◆ **Source data**

--*--

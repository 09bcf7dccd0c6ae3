use std::sync::Arc;
use std::thread;
use std::time::Duration;

use anyhow::Result;
use crossbeam_channel::{unbounded, Receiver, Sender};
use tracing::{debug, error, warn};

use crate::action_mode::{ActionModeController, Effect, Gesture};
use crate::data::ChapterService;
use crate::dispatch::{BatchCommand, BatchCommandDispatcher, Dispatch, DownloadPreset, ServiceCall};
use crate::error::{DeleteError, FetchError, FetchSource, MergeError};
use crate::merge::{self, CancelToken};
use crate::model::{
    Category, ChapterFilters, ChapterList, ChapterRecord, DisplayMode, Item, ItemId, SortMode,
};
use crate::refresh::RefreshStateTracker;
use crate::selection::SelectionSet;

#[derive(Debug, Clone, PartialEq)]
pub enum Notice {
    FetchFailed(String),
    CommandFailed(String),
    NoNextChapter,
    NothingToDownload,
    SuggestAddToLibrary,
    AddedToLibrary,
    RemovedFromLibrary,
    NoCategories,
    OfferDeleteDownloads,
    ChooseCategories {
        categories: Vec<Category>,
        preselected: Vec<usize>,
    },
    Merged(Item),
    MergeFailed(String),
}

#[allow(unused_variables)]
pub trait ScreenHost {
    fn on_metadata_fetch_started(&mut self) {}
    fn on_metadata_fetch_done(&mut self) {}
    fn on_metadata_fetch_error(&mut self, err: &FetchError) {}
    fn on_chapters_fetch_started(&mut self) {}
    fn on_chapters_fetch_done(&mut self) {}
    fn on_chapters_fetch_error(&mut self, err: &FetchError) {}
    fn on_chapters_deleted(&mut self, chapters: &[ChapterRecord]) {}
    fn on_chapters_deleted_error(&mut self, err: &DeleteError) {}
    fn on_busy_changed(&mut self, busy: bool) {}
    fn on_open_chapter(&mut self, chapter: &ChapterRecord) {}
    fn on_notice(&mut self, notice: Notice) {}
}

#[derive(Debug, Clone, Copy, PartialEq, Eq)]
pub enum FilterKind {
    Read,
    Unread,
    Downloaded,
    Bookmarked,
}

#[derive(Debug, Clone, Default)]
pub struct ScreenOptions {
    pub local_only: bool,
    pub downloaded_only: bool,
    // Category for new favorites. `0` means no category, a negative value
    // means ask every time.
    pub default_category: i64,
}

enum AsyncResponse {
    Metadata {
        result: Result<Item>,
    },
    Chapters {
        result: Result<Vec<ChapterRecord>>,
    },
    Command {
        call: ServiceCall,
        result: Result<Vec<ChapterRecord>>,
    },
}

pub struct ChapterScreen {
    service: Arc<dyn ChapterService>,
    item: Item,
    chapters: Vec<ChapterRecord>,
    visible: ChapterList,
    selection: SelectionSet,
    controller: ActionModeController,
    refresh: RefreshStateTracker,
    options: ScreenOptions,
    has_requested_chapters: bool,
    cancel: CancelToken,
    response_tx: Sender<AsyncResponse>,
    response_rx: Receiver<AsyncResponse>,
}
use indexmap::IndexSet;

use crate::model::{ChapterId, ChapterList, ChapterRecord};

#[derive(Debug, Clone, Default, PartialEq, Eq)]
pub struct SelectionSet {
    ids: IndexSet<ChapterId>,
}

impl SelectionSet {
    pub fn new() -> Self {
        Self::default()
    }

    pub fn add(&mut self, id: ChapterId) -> bool {
        self.ids.insert(id)
    }

    pub fn remove(&mut self, id: ChapterId) -> bool {
        self.ids.shift_remove(&id)
    }

    pub fn toggle(&mut self, id: ChapterId) -> bool {
        if self.remove(id) {
            false
        } else {
            self.add(id)
        }
    }

    pub fn contains(&self, id: ChapterId) -> bool {
        self.ids.contains(&id)
    }

    pub fn clear(&mut self) {
        self.ids.clear();
    }

    pub fn len(&self) -> usize {
        self.ids.len()
    }

    pub fn is_empty(&self) -> bool {
        self.ids.is_empty()
    }

    pub fn to_list(&self) -> Vec<ChapterId> {
        self.ids.iter().copied().collect()
    }

    pub fn last(&self) -> Option<ChapterId> {
        self.ids.last().copied()
    }

    pub fn reconcile(&mut self, list: &ChapterList) -> usize {
        let before = self.ids.len();
        self.ids.retain(|id| list.contains(*id));
        before - self.ids.len()
    }

    pub fn records(&self, list: &ChapterList) -> Vec<ChapterRecord> {
        self.ids
            .iter()
            .filter_map(|id| list.find(*id).cloned())
            .collect()
    }

    pub fn is_index_selected(&self, list: &ChapterList, index: usize) -> bool {
        list.get(index)
            .map(|record| self.contains(record.id))
            .unwrap_or(false)
    }
}

#[cfg(test)]
mod tests {
    use super::*;

    fn list(ids: &[i64]) -> ChapterList {
        ChapterList::new(
            ids.iter()
                .map(|id| ChapterRecord::new(*id, format!("Chapter {id}"), *id as i32))
                .collect(),
        )
    }

    #[test]
    fn reconcile_drops_removed_ids() {
        let mut selection = SelectionSet::new();
        selection.add(ChapterId(1));
        selection.add(ChapterId(3));

        let dropped = selection.reconcile(&list(&[1, 2]));

        assert_eq!(dropped, 1);
        assert_eq!(selection.to_list(), vec![ChapterId(1)]);
    }

    #[test]
    fn toggle_flips_membership() {
        let mut selection = SelectionSet::new();
        assert!(selection.toggle(ChapterId(7)));
        assert!(selection.contains(ChapterId(7)));
        assert!(!selection.toggle(ChapterId(7)));
        assert!(selection.is_empty());
    }

    #[test]
    fn last_follows_insertion_order() {
        let mut selection = SelectionSet::new();
        selection.add(ChapterId(5));
        selection.add(ChapterId(2));
        selection.add(ChapterId(9));
        selection.remove(ChapterId(9));
        assert_eq!(selection.last(), Some(ChapterId(2)));
    }

    #[test]
    fn records_resolve_in_selection_order() {
        let mut selection = SelectionSet::new();
        selection.add(ChapterId(3));
        selection.add(ChapterId(1));
        let names: Vec<String> = selection
            .records(&list(&[1, 2, 3]))
            .into_iter()
            .map(|record| record.name)
            .collect();
        assert_eq!(names, vec!["Chapter 3", "Chapter 1"]);
    }
}
use thiserror::Error;

#[derive(Debug, Clone, Copy, PartialEq, Eq)]
pub enum FetchSource {
    Metadata,
    Chapters,
}

#[derive(Debug, Clone, Error, PartialEq, Eq)]
pub enum FetchError {
    #[error("{0}")]
    Metadata(String),
    #[error("{0}")]
    Chapters(String),
}

impl FetchError {
    pub fn new(source: FetchSource, err: &anyhow::Error) -> Self {
        let message = format!("{err:#}");
        match source {
            FetchSource::Metadata => FetchError::Metadata(message),
            FetchSource::Chapters => FetchError::Chapters(message),
        }
    }
}

#[derive(Debug, Clone, Error, PartialEq, Eq)]
#[error("failed to delete chapters: {message}")]
pub struct DeleteError {
    pub message: String,
}

#[derive(Debug, Clone, Error, PartialEq, Eq)]
pub enum MergeError {
    /// The owning screen was cancelled while the merge ran. The merge itself
    /// completed; callers must propagate this rather than report it.
    #[error("merge cancelled")]
    Cancelled,
    #[error("Failed to merge item: {0}")]
    Failed(String),
}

--*--

◆ **What you need to do**
Reproduce exactly the stretch of the material above that starts at the line with "self.ids.contains(&id)" and ends at the line with "pub fn last(&self)", both included, and nothing else.

◆ **Reply**
        self.ids.contains(&id)
    }

    pub fn clear(&mut self) {
        self.ids.clear();
    }

    pub fn len(&self) -> usize {
        self.ids.len()
    }

    pub fn is_empty(&self) -> bool {
        self.ids.is_empty()
    }

    pub fn to_list(&self) -> Vec<ChapterId> {
        self.ids.iter().copied().collect()
    }

    pub fn last(&self) -> Option<ChapterId> {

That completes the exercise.